Una delle caratteristiche uniche della letteratura è la sua possibilità infinita di raccontare qualsiasi cosa in qualsiasi modo con l’unico vincolo di porre al proprio centro la singolarità degli individui, questo anche quando si tratta di un attacco al concetto stesso di centralità, come può avvenire in Dos Passos, le cui concezioni anarchiche si rispecchiano nelle strutture narrative, o nei postmoderni come Pynchon, Gaddis, Borges o Calvino (tanto per citare nomi celebri). La letteratura vuole riprodurre la dispersione minuta, atomica e anomica tramite una selezione di oggetti ed esistenze tra tutto ciò che esiste e l’individuo che legge. Non sarebbe che una sorta di introiezione della frammentazione del mondo capace di agglutinare le differenze dei singoli in un sistema condiviso e interiore. Per questo motivo consideriamo la letteratura la più alta forma educativa all’empatia e alla democrazia. Leggere molto, sia opere storicamente rilevanti, che romanzi nati indirizzandosi alla propria mercificazione, in parole povere leggere qualsiasi cosa non rappresenta solo un momento di intrattenimento, ma anche una vera e propria Paideia, ovvero un percorso formativo non solo inerente l’istruzione, ma anche l’etica, la spiritualità e l’evoluzione psicologica. Un popolo che legge poco non solo è ignorante, ma è anche immorale, interiormente vuoto e infantile. Chiaramente qui il discorso si pone su un piano generale, ma non esiste descrizione più importante che l’uomo sia riuscito a dare, per esempio, della complessità sociale o della divisione del lavoro che quella data dal romanzo, quindi gli economisti, per esempio, dovrebbero leggere romanzi per capire in modo coscienzioso ed evoluto come si muoveranno i mercati. Lo stesso dicasi della malattia mentale o della schematicità dei “normali” per gli psicologi o per il marketing. Lo stesso dicasi per qualsiasi altra applicazione delle facoltà fisiche e intellettuali dell’uomo rivolta a un prodotto di utilità individuale o generale.

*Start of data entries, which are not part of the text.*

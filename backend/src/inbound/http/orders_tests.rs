//! Tests for order HTTP handlers.

use super::*;
use crate::domain::ports::UserPayload;
use crate::domain::{Email, Role, UserId};
use crate::inbound::http::authorization::RequireAuth;
use crate::inbound::http::error::{json_config, query_config};
use crate::inbound::http::test_utils::{
    ADMIN_TOKEN, CLIENT_TOKEN, MockPorts, admin, bearer, client,
};
use actix_web::http::StatusCode;
use actix_web::{App, test as actix_test};
use chrono::TimeZone;
use pagination::Paginated;
use rstest::rstest;
use serde_json::{Value, json};

fn test_app(
    ports: MockPorts,
) -> App<
    impl actix_web::dev::ServiceFactory<
        actix_web::dev::ServiceRequest,
        Config = (),
        Response = actix_web::dev::ServiceResponse,
        Error = actix_web::Error,
        InitError = (),
    >,
> {
    App::new()
        .app_data(web::Data::new(ports.into_state()))
        .app_data(json_config())
        .app_data(query_config())
        .service(
            web::scope("/api/v1/orders")
                .wrap(RequireAuth)
                .service(create_order)
                .service(list_orders)
                .service(get_order)
                .service(update_order_status),
        )
}

fn address(street: &str) -> AddressParts {
    AddressParts {
        street: street.to_owned(),
        zip_code: "06600".to_owned(),
        ext_num: "222".to_owned(),
        int_num: None,
        city: "Ciudad de México".to_owned(),
        state: "CDMX".to_owned(),
        country: "MX".to_owned(),
    }
}

fn order(client_id: UserId, status: OrderStatus) -> OrderPayload {
    let at = Utc
        .with_ymd_and_hms(2024, 6, 3, 9, 0, 0)
        .single()
        .expect("valid timestamp");
    OrderPayload {
        id: OrderId::random(),
        client_id,
        origin: Coordinates::new(19.4326, -99.1332),
        destination: Coordinates::new(20.6597, -103.3496),
        origin_address: address("Av. Reforma"),
        destination_address: address("Av. Chapultepec"),
        product_quantity: 2,
        total_weight: 12.5,
        package_size: PackageSize::M,
        status,
        created_at: at,
        updated_at: at,
        client: None,
    }
}

fn create_body() -> Value {
    json!({
        "originCoordinates": { "latitude": 19.4326, "longitude": -99.1332 },
        "destinationCoordinates": { "latitude": 20.6597, "longitude": -103.3496 },
        "originAddress": {
            "street": "Av. Reforma", "zipCode": "06600", "extNum": "222",
            "city": "Ciudad de México", "state": "CDMX", "country": "MX"
        },
        "destinationAddress": {
            "street": "Av. Chapultepec", "zipCode": "44100", "extNum": "15", "intNum": "4B",
            "city": "Guadalajara", "state": "JAL", "country": "MX"
        },
        "productQuantity": 2,
        "totalWeight": 12.5
    })
}

#[rstest]
#[actix_web::test]
async fn create_order_uses_caller_as_client() {
    let (admin, client) = (admin(), client());
    let client_id = client.user_id.clone();
    let mut ports = MockPorts::default();
    ports.accept_tokens(&admin, &client);
    let expected = client_id.clone();
    ports
        .orders
        .expect_create_order()
        .withf(move |request| {
            request.client_id == expected
                && request.product_quantity == 2
                && request.destination_address.int_num.as_deref() == Some("4B")
                && request.origin_address.zip_code == "06600"
        })
        .times(1)
        .return_once(move |_| {
            Ok(CreateOrderResponse {
                order: order(client_id, OrderStatus::Created),
                estimated_distance_km: Some(461.2),
            })
        });
    let app = actix_test::init_service(test_app(ports)).await;

    let request = actix_test::TestRequest::post()
        .uri("/api/v1/orders")
        .insert_header(bearer(CLIENT_TOKEN))
        .set_json(create_body())
        .to_request();
    let response = actix_test::call_service(&app, request).await;

    assert_eq!(response.status(), StatusCode::CREATED);
    let body: Value = actix_test::read_body_json(response).await;
    assert_eq!(body["status"], "created");
    assert_eq!(body["packageSize"], "M");
    assert_eq!(body["estimatedDistanceKm"], 461.2);
    assert_eq!(body["originAddress"]["zipCode"], "06600");
    assert!(body.get("client").is_none());
}

#[rstest]
#[actix_web::test]
async fn admin_cannot_create_orders() {
    let mut ports = MockPorts::default();
    ports.accept_tokens(&admin(), &client());
    ports.orders.expect_create_order().times(0);
    let app = actix_test::init_service(test_app(ports)).await;

    let request = actix_test::TestRequest::post()
        .uri("/api/v1/orders")
        .insert_header(bearer(ADMIN_TOKEN))
        .set_json(create_body())
        .to_request();
    let response = actix_test::call_service(&app, request).await;

    assert_eq!(response.status(), StatusCode::FORBIDDEN);
}

#[rstest]
#[actix_web::test]
async fn negative_quantity_reaches_domain_as_zero() {
    let mut ports = MockPorts::default();
    ports.accept_tokens(&admin(), &client());
    ports
        .orders
        .expect_create_order()
        .withf(|request| request.product_quantity == 0)
        .times(1)
        .return_once(|_| Err(Error::validation("product quantity must be at least 1")));
    let app = actix_test::init_service(test_app(ports)).await;

    let mut body = create_body();
    body["productQuantity"] = json!(-3);
    let request = actix_test::TestRequest::post()
        .uri("/api/v1/orders")
        .insert_header(bearer(CLIENT_TOKEN))
        .set_json(body)
        .to_request();
    let response = actix_test::call_service(&app, request).await;

    assert_eq!(response.status(), StatusCode::BAD_REQUEST);
}

#[rstest]
#[actix_web::test]
async fn list_orders_normalises_paging_and_parses_status() {
    let (admin, client) = (admin(), client());
    let mut ports = MockPorts::default();
    ports.accept_tokens(&admin, &client);
    let owner = client.user_id.clone();
    ports
        .orders_query
        .expect_list_orders()
        .withf(|request| {
            request.actor.role == Role::Admin
                && request.status == Some(OrderStatus::InRoute)
                && request.page == PageRequest::normalised(Some(2), Some(10))
        })
        .times(1)
        .return_once(move |request| {
            let mut item = order(owner.clone(), OrderStatus::InRoute);
            item.client = Some(UserPayload {
                id: owner,
                email: Email::new("ada@example.com").expect("valid email"),
                role: Role::Client,
                created_at: item.created_at,
                updated_at: item.updated_at,
            });
            Ok(Paginated::new(vec![item], request.page, 11))
        });
    let app = actix_test::init_service(test_app(ports)).await;

    let request = actix_test::TestRequest::get()
        .uri("/api/v1/orders?page=2&limit=500&status=in_route")
        .insert_header(bearer(ADMIN_TOKEN))
        .to_request();
    let response = actix_test::call_service(&app, request).await;

    assert_eq!(response.status(), StatusCode::OK);
    let body: Value = actix_test::read_body_json(response).await;
    assert_eq!(body["meta"]["total"], 11);
    assert_eq!(body["meta"]["page"], 2);
    assert_eq!(body["meta"]["limit"], 10);
    assert_eq!(body["meta"]["totalPages"], 2);
    assert_eq!(body["items"][0]["client"]["email"], "ada@example.com");
}

#[rstest]
#[actix_web::test]
async fn unknown_status_filter_is_rejected() {
    let mut ports = MockPorts::default();
    ports.accept_tokens(&admin(), &client());
    ports.orders_query.expect_list_orders().times(0);
    let app = actix_test::init_service(test_app(ports)).await;

    let request = actix_test::TestRequest::get()
        .uri("/api/v1/orders?status=lost")
        .insert_header(bearer(ADMIN_TOKEN))
        .to_request();
    let response = actix_test::call_service(&app, request).await;

    assert_eq!(response.status(), StatusCode::BAD_REQUEST);
    let body: Value = actix_test::read_body_json(response).await;
    assert_eq!(body["details"]["field"], "status");
    assert_eq!(body["details"]["value"], "lost");
}

#[rstest]
#[actix_web::test]
async fn listing_requires_a_token() {
    let mut ports = MockPorts::default();
    ports.orders_query.expect_list_orders().times(0);
    let app = actix_test::init_service(test_app(ports)).await;

    let request = actix_test::TestRequest::get()
        .uri("/api/v1/orders")
        .to_request();
    let response = actix_test::call_service(&app, request).await;

    assert_eq!(response.status(), StatusCode::UNAUTHORIZED);
}

#[rstest]
#[actix_web::test]
async fn get_order_rejects_malformed_id() {
    let mut ports = MockPorts::default();
    ports.accept_tokens(&admin(), &client());
    ports.orders_query.expect_get_order().times(0);
    let app = actix_test::init_service(test_app(ports)).await;

    let request = actix_test::TestRequest::get()
        .uri("/api/v1/orders/not-a-uuid")
        .insert_header(bearer(CLIENT_TOKEN))
        .to_request();
    let response = actix_test::call_service(&app, request).await;

    assert_eq!(response.status(), StatusCode::BAD_REQUEST);
    let body: Value = actix_test::read_body_json(response).await;
    assert_eq!(body["details"]["code"], "invalid_order_id");
}

#[rstest]
#[actix_web::test]
async fn get_order_surfaces_not_found() {
    let mut ports = MockPorts::default();
    ports.accept_tokens(&admin(), &client());
    let id = OrderId::random();
    ports
        .orders_query
        .expect_get_order()
        .withf(move |request| request.order_id == id && request.actor.role == Role::Client)
        .times(1)
        .return_once(|_| Err(Error::not_found("order not found")));
    let app = actix_test::init_service(test_app(ports)).await;

    let request = actix_test::TestRequest::get()
        .uri(&format!("/api/v1/orders/{id}"))
        .insert_header(bearer(CLIENT_TOKEN))
        .to_request();
    let response = actix_test::call_service(&app, request).await;

    assert_eq!(response.status(), StatusCode::NOT_FOUND);
}

#[rstest]
#[actix_web::test]
async fn admin_updates_status() {
    let (admin, client) = (admin(), client());
    let mut ports = MockPorts::default();
    ports.accept_tokens(&admin, &client);
    let owner = client.user_id.clone();
    ports
        .orders
        .expect_update_status()
        .withf(|request| request.status == OrderStatus::Collected)
        .times(1)
        .return_once(move |_| Ok(order(owner, OrderStatus::Collected)));
    let app = actix_test::init_service(test_app(ports)).await;

    let request = actix_test::TestRequest::put()
        .uri(&format!("/api/v1/orders/{}/status", OrderId::random()))
        .insert_header(bearer(ADMIN_TOKEN))
        .set_json(json!({ "status": "collected" }))
        .to_request();
    let response = actix_test::call_service(&app, request).await;

    assert_eq!(response.status(), StatusCode::OK);
    let body: Value = actix_test::read_body_json(response).await;
    assert_eq!(body["status"], "collected");
}

#[rstest]
#[case(CLIENT_TOKEN, json!({ "status": "collected" }), StatusCode::FORBIDDEN)]
#[case(ADMIN_TOKEN, json!({ "status": "teleported" }), StatusCode::BAD_REQUEST)]
#[case(ADMIN_TOKEN, json!({ "state": "collected" }), StatusCode::BAD_REQUEST)]
#[actix_web::test]
async fn status_update_is_guarded(
    #[case] token: &str,
    #[case] body: Value,
    #[case] expected: StatusCode,
) {
    let mut ports = MockPorts::default();
    ports.accept_tokens(&admin(), &client());
    ports.orders.expect_update_status().times(0);
    let app = actix_test::init_service(test_app(ports)).await;

    let request = actix_test::TestRequest::put()
        .uri(&format!("/api/v1/orders/{}/status", OrderId::random()))
        .insert_header(bearer(token))
        .set_json(body)
        .to_request();
    let response = actix_test::call_service(&app, request).await;

    assert_eq!(response.status(), expected);
}

#[rstest]
#[actix_web::test]
async fn illegal_transition_maps_to_bad_request() {
    let mut ports = MockPorts::default();
    ports.accept_tokens(&admin(), &client());
    ports
        .orders
        .expect_update_status()
        .return_once(|_| Err(Error::validation("cannot move order from delivered to created")));
    let app = actix_test::init_service(test_app(ports)).await;

    let request = actix_test::TestRequest::put()
        .uri(&format!("/api/v1/orders/{}/status", OrderId::random()))
        .insert_header(bearer(ADMIN_TOKEN))
        .set_json(json!({ "status": "created" }))
        .to_request();
    let response = actix_test::call_service(&app, request).await;

    assert_eq!(response.status(), StatusCode::BAD_REQUEST);
    let body: Value = actix_test::read_body_json(response).await;
    assert_eq!(body["code"], "validation_error");
}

Non bisogna dimenticare che la letteratura è una particolare prospettiva relativistica che potremmo sintetizzare sostenendo che ogni libro è un mondo a sé, finirlo implica approfondire quel piccolo frammento di universo, iniziare un nuovo libro significa iniziare a conoscere un nuovo frammento. Passare da un frammento all’altro produce una messa in prospettiva sul significato e sulla centralità del nostro ego in relazione agli altri, ovvero la scoperta della relatività della nostra persona tramite l’educazione all’osservazione e all’ascolto della vita altrui. Saper ascoltare e guardare gli altri è il punto di partenza, ovvero è necessario ma non sufficiente, per avere una società realmente democratica, inclusiva e giusta.
Io non credo che la letteratura sia la panacea a tutti i mali, ma sono sicuro che chi legge saprà almeno quali sono i veri mali della sua epoca: la letteratura è l’uscita dell’uomo dallo stato di minorità che egli deve imputare a se stesso.